TO DO >> Lines below that include the word "registry" should each be copied.

PROVIDED DATA >>

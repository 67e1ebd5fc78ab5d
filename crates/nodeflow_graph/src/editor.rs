// SPDX-License-Identifier: MIT OR Apache-2.0
//! The graph registry: authoritative node and connection collections.

use crate::connection::{Connection, ConnectionId};
use crate::events::{EventBus, GraphEvent};
use crate::node::{GraphNode, NodeId, SharedNode};
use crate::socket::{Socket, SocketKind};
use indexmap::IndexMap;
use parking_lot::RwLock;
use std::fmt;
use std::sync::Arc;

/// Node and connection collections, in insertion order
pub struct GraphData<S: SocketKind = Socket> {
    /// Nodes by id
    pub nodes: IndexMap<NodeId, SharedNode<S>>,
    /// Connections by id
    pub connections: IndexMap<ConnectionId, Arc<Connection>>,
}

impl<S: SocketKind> GraphData<S> {
    /// Create empty collections
    pub fn new() -> Self {
        Self {
            nodes: IndexMap::new(),
            connections: IndexMap::new(),
        }
    }

    /// Connections whose source or target node is not in `nodes`
    pub fn dangling_connections(&self) -> Vec<ConnectionId> {
        self.connections
            .values()
            .filter(|c| !self.nodes.contains_key(&c.source) || !self.nodes.contains_key(&c.target))
            .map(|c| c.id.clone())
            .collect()
    }
}

impl<S: SocketKind> Clone for GraphData<S> {
    fn clone(&self) -> Self {
        Self {
            nodes: self.nodes.clone(),
            connections: self.connections.clone(),
        }
    }
}

impl<S: SocketKind> Default for GraphData<S> {
    fn default() -> Self {
        Self::new()
    }
}

impl<S: SocketKind> fmt::Debug for GraphData<S> {
    fn fmt(&self, f: &mut fmt::Formatter<'_>) -> fmt::Result {
        f.debug_struct("GraphData")
            .field("nodes", &self.nodes.keys().collect::<Vec<_>>())
            .field("connections", &self.connections.keys().collect::<Vec<_>>())
            .finish()
    }
}

/// Concurrency-safe graph registry.
///
/// One readers-writer lock guards both collections. Every mutation commits
/// under the write lock, releases it, and only then publishes its event, so
/// a slow subscriber never blocks other graph access and handlers may call
/// back into the editor.
pub struct NodeEditor<S: SocketKind = Socket> {
    graph: RwLock<GraphData<S>>,
    bus: Arc<EventBus<S>>,
}

impl<S: SocketKind> NodeEditor<S> {
    /// Create an empty editor publishing on `bus`
    pub fn new(bus: Arc<EventBus<S>>) -> Self {
        Self::from_graph_data(bus, GraphData::new())
    }

    /// Install previously built collections without publishing events
    pub fn from_graph_data(bus: Arc<EventBus<S>>, data: GraphData<S>) -> Self {
        tracing::debug!(
            nodes = data.nodes.len(),
            connections = data.connections.len(),
            "node editor created"
        );
        Self {
            graph: RwLock::new(data),
            bus,
        }
    }

    /// Event bus this editor publishes on
    pub fn bus(&self) -> &Arc<EventBus<S>> {
        &self.bus
    }

    /// Add a node. Fails if its id is already registered.
    pub fn add_node(&self, node: SharedNode<S>) -> Result<SharedNode<S>, EditorError> {
        {
            let mut graph = self.graph.write();
            let id = node.id().clone();
            if graph.nodes.contains_key(&id) {
                return Err(EditorError::AlreadyExists {
                    entity: Entity::Node,
                    id: id.0,
                });
            }
            graph.nodes.insert(id, Arc::clone(&node));
        }

        tracing::trace!(node = %node.id(), "node added");
        self.bus.publish(&GraphEvent::NodeCreated(Arc::clone(&node)));
        Ok(node)
    }

    /// Remove a node. Connections that reference it are left in place.
    pub fn remove_node(&self, node_id: &NodeId) -> Result<NodeId, EditorError> {
        if self.graph.write().nodes.shift_remove(node_id).is_none() {
            return Err(EditorError::not_found(Entity::Node, node_id.as_str()));
        }

        tracing::trace!(node = %node_id, "node removed");
        self.bus.publish(&GraphEvent::NodeRemoved(node_id.clone()));
        Ok(node_id.clone())
    }

    /// Get a node by ID
    pub fn get_node(&self, node_id: &NodeId) -> Result<SharedNode<S>, EditorError> {
        self.graph
            .read()
            .nodes
            .get(node_id)
            .cloned()
            .ok_or_else(|| EditorError::not_found(Entity::Node, node_id.as_str()))
    }

    /// Get all nodes, in insertion order
    pub fn get_nodes(&self) -> Vec<SharedNode<S>> {
        self.graph.read().nodes.values().cloned().collect()
    }

    /// Get the number of nodes
    pub fn node_count(&self) -> usize {
        self.graph.read().nodes.len()
    }

    /// Add a connection. Fails if its id is already registered.
    pub fn add_connection(&self, connection: Connection) -> Result<Arc<Connection>, EditorError> {
        let connection = Arc::new(connection);
        {
            let mut graph = self.graph.write();
            if graph.connections.contains_key(&connection.id) {
                return Err(EditorError::AlreadyExists {
                    entity: Entity::Connection,
                    id: connection.id.0.clone(),
                });
            }
            graph
                .connections
                .insert(connection.id.clone(), Arc::clone(&connection));
        }

        tracing::trace!(connection = %connection.id, "connection added");
        self.bus
            .publish(&GraphEvent::ConnectionAdded(Arc::clone(&connection)));
        Ok(connection)
    }

    /// Remove a connection
    pub fn remove_connection(&self, connection_id: &ConnectionId) -> Result<ConnectionId, EditorError> {
        if self
            .graph
            .write()
            .connections
            .shift_remove(connection_id)
            .is_none()
        {
            return Err(EditorError::not_found(
                Entity::Connection,
                connection_id.as_str(),
            ));
        }

        tracing::trace!(connection = %connection_id, "connection removed");
        self.bus
            .publish(&GraphEvent::ConnectionRemoved(connection_id.clone()));
        Ok(connection_id.clone())
    }

    /// Get a connection by ID
    pub fn get_connection(&self, connection_id: &ConnectionId) -> Result<Arc<Connection>, EditorError> {
        self.graph
            .read()
            .connections
            .get(connection_id)
            .cloned()
            .ok_or_else(|| EditorError::not_found(Entity::Connection, connection_id.as_str()))
    }

    /// Get all connections, in insertion order
    pub fn get_connections(&self) -> Vec<Arc<Connection>> {
        self.graph.read().connections.values().cloned().collect()
    }

    /// Get the number of connections
    pub fn connection_count(&self) -> usize {
        self.graph.read().connections.len()
    }

    /// Connections ending at `node_id` on one of `input_keys`
    pub fn get_connections_to<K: AsRef<str>>(&self, node_id: &NodeId, input_keys: &[K]) -> Vec<Arc<Connection>> {
        self.graph
            .read()
            .connections
            .values()
            .filter(|c| {
                c.target == *node_id
                    && input_keys.iter().any(|k| k.as_ref() == c.target_input)
            })
            .cloned()
            .collect()
    }

    /// Connections starting or ending at `node_id`
    pub fn connections_for_node(&self, node_id: &NodeId) -> Vec<Arc<Connection>> {
        self.graph
            .read()
            .connections
            .values()
            .filter(|c| c.involves_node(node_id))
            .cloned()
            .collect()
    }

    /// Remove every connection whose source or target node is gone.
    ///
    /// Publishes one removal event per connection and returns their ids.
    pub fn prune_dangling(&self) -> Vec<ConnectionId> {
        let removed = {
            let mut graph = self.graph.write();
            let dangling = graph.dangling_connections();
            for id in &dangling {
                graph.connections.shift_remove(id);
            }
            dangling
        };

        for id in &removed {
            tracing::warn!(connection = %id, "pruned dangling connection");
            self.bus.publish(&GraphEvent::ConnectionRemoved(id.clone()));
        }
        removed
    }

    /// Copy of the current collections (nodes and connections are shared)
    pub fn graph_data(&self) -> GraphData<S> {
        self.graph.read().clone()
    }
}

impl<S: SocketKind> fmt::Debug for NodeEditor<S> {
    fn fmt(&self, f: &mut fmt::Formatter<'_>) -> fmt::Result {
        f.debug_struct("NodeEditor")
            .field("graph", &*self.graph.read())
            .field("bus", &self.bus)
            .finish()
    }
}

/// Entity kind named in an [`EditorError`]
#[derive(Debug, Clone, Copy, PartialEq, Eq)]
pub enum Entity {
    /// A node
    Node,
    /// A connection
    Connection,
}

impl fmt::Display for Entity {
    fn fmt(&self, f: &mut fmt::Formatter<'_>) -> fmt::Result {
        match self {
            Self::Node => f.write_str("node"),
            Self::Connection => f.write_str("connection"),
        }
    }
}

/// Error from a registry operation
#[derive(Debug, Clone, thiserror::Error, PartialEq, Eq)]
pub enum EditorError {
    /// The id is already registered
    #[error("{entity} already exists: {id}")]
    AlreadyExists {
        /// Entity kind
        entity: Entity,
        /// Offending id
        id: String,
    },

    /// The id is not registered
    #[error("{entity} does not exist: {id}")]
    NotFound {
        /// Entity kind
        entity: Entity,
        /// Missing id
        id: String,
    },
}

impl EditorError {
    fn not_found(entity: Entity, id: &str) -> Self {
        Self::NotFound {
            entity,
            id: id.to_owned(),
        }
    }
}
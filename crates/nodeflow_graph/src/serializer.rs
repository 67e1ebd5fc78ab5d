// SPDX-License-Identifier: MIT OR Apache-2.0
//! Plain-data (JSON) encoding of a graph.
//!
//! The wire shape is described by the `*Record` types. Encoding walks the
//! editor and fills records; record maps are `BTreeMap`s and struct fields
//! have a fixed order, so [`to_string`] is canonical and byte-stable.
//!
//! Decoding is schema-driven and all-or-nothing: every node, slot and
//! control entry is decoded on its own so a failure names its exact place
//! (`nodes.<id>.inputs.<key>`), and nothing is handed to an editor until
//! the whole tree decoded cleanly.

use crate::connection::{BaseEndpoints, Connection, ConnectionId};
use crate::control::{BaseControl, Control, ControlId, InputControl, InputControlOptions, InputControlType};
use crate::editor::{GraphData, NodeEditor};
use crate::events::EventBus;
use crate::node::{GraphNode, Node, NodeId, SharedNode};
use crate::port::{Port, PortId, Slot};
use crate::socket::SocketKind;
use serde::de::{DeserializeOwned, Error as _};
use serde::{Deserialize, Deserializer, Serialize};
use serde_json::Value;
use std::collections::BTreeMap;
use std::sync::Arc;

/// Whole graph
#[derive(Debug, Clone, PartialEq, Default, Serialize, Deserialize)]
pub struct GraphRecord {
    /// Connections by id
    pub connections: BTreeMap<String, ConnectionRecord>,
    /// Nodes by id
    pub nodes: BTreeMap<String, NodeRecord>,
}

/// Node identity block
#[derive(Debug, Clone, PartialEq, Serialize, Deserialize)]
pub struct NodeBaseRecord {
    /// Node id, equal to the map key
    pub id: String,
}

/// One node
#[derive(Debug, Clone, PartialEq, Serialize, Deserialize)]
pub struct NodeRecord {
    /// Identity block
    pub base: NodeBaseRecord,
    /// Input slots by key
    pub inputs: BTreeMap<String, SlotRecord>,
    /// Output slots by key
    pub outputs: BTreeMap<String, SlotRecord>,
    /// Controls by key
    pub controls: BTreeMap<String, InputControlRecord>,
    /// Selection state; `null` when never set
    pub selected: Option<bool>,
}

/// An input or output slot
#[derive(Debug, Clone, PartialEq, Serialize, Deserialize)]
pub struct SlotRecord {
    /// Slot port
    pub port: PortRecord,
    /// Inline control
    pub control: Option<ControlRecord>,
    /// Whether the inline control is visible
    #[serde(rename = "showControl")]
    pub show_control: bool,
    /// Slot label
    pub label: String,
}

/// A port
#[derive(Debug, Clone, PartialEq, Serialize, Deserialize)]
pub struct PortRecord {
    /// Port id
    pub id: String,
    /// Port label
    pub label: String,
    /// Sort index
    #[serde(deserialize_with = "integral_index")]
    pub index: i64,
    /// Whether several connections may end here
    #[serde(rename = "multipleConnections")]
    pub multiple_connections: bool,
    /// Socket tag
    pub socket: SocketRecord,
}

/// A socket tag
#[derive(Debug, Clone, PartialEq, Serialize, Deserialize)]
pub struct SocketRecord {
    /// Socket name
    pub name: String,
}

/// Control identity
#[derive(Debug, Clone, PartialEq, Serialize, Deserialize)]
pub struct ControlRecord {
    /// Control id
    pub id: String,
    /// Sort index
    #[serde(deserialize_with = "integral_index")]
    pub index: i64,
}

/// A value-carrying node control
#[derive(Debug, Clone, PartialEq, Serialize, Deserialize)]
pub struct InputControlRecord {
    /// Identity
    pub control: ControlRecord,
    /// Widget kind
    #[serde(rename = "type")]
    pub kind: InputControlType,
    /// Construction options
    pub options: InputControlOptionsRecord,
    /// Read-only flag
    pub readonly: Option<bool>,
    /// Current value
    pub value: Value,
}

EXPECTED ANSWER >>
//! The graph registry: authoritative node and connection collections.
/// Concurrency-safe graph registry.
/// Error from a registry operation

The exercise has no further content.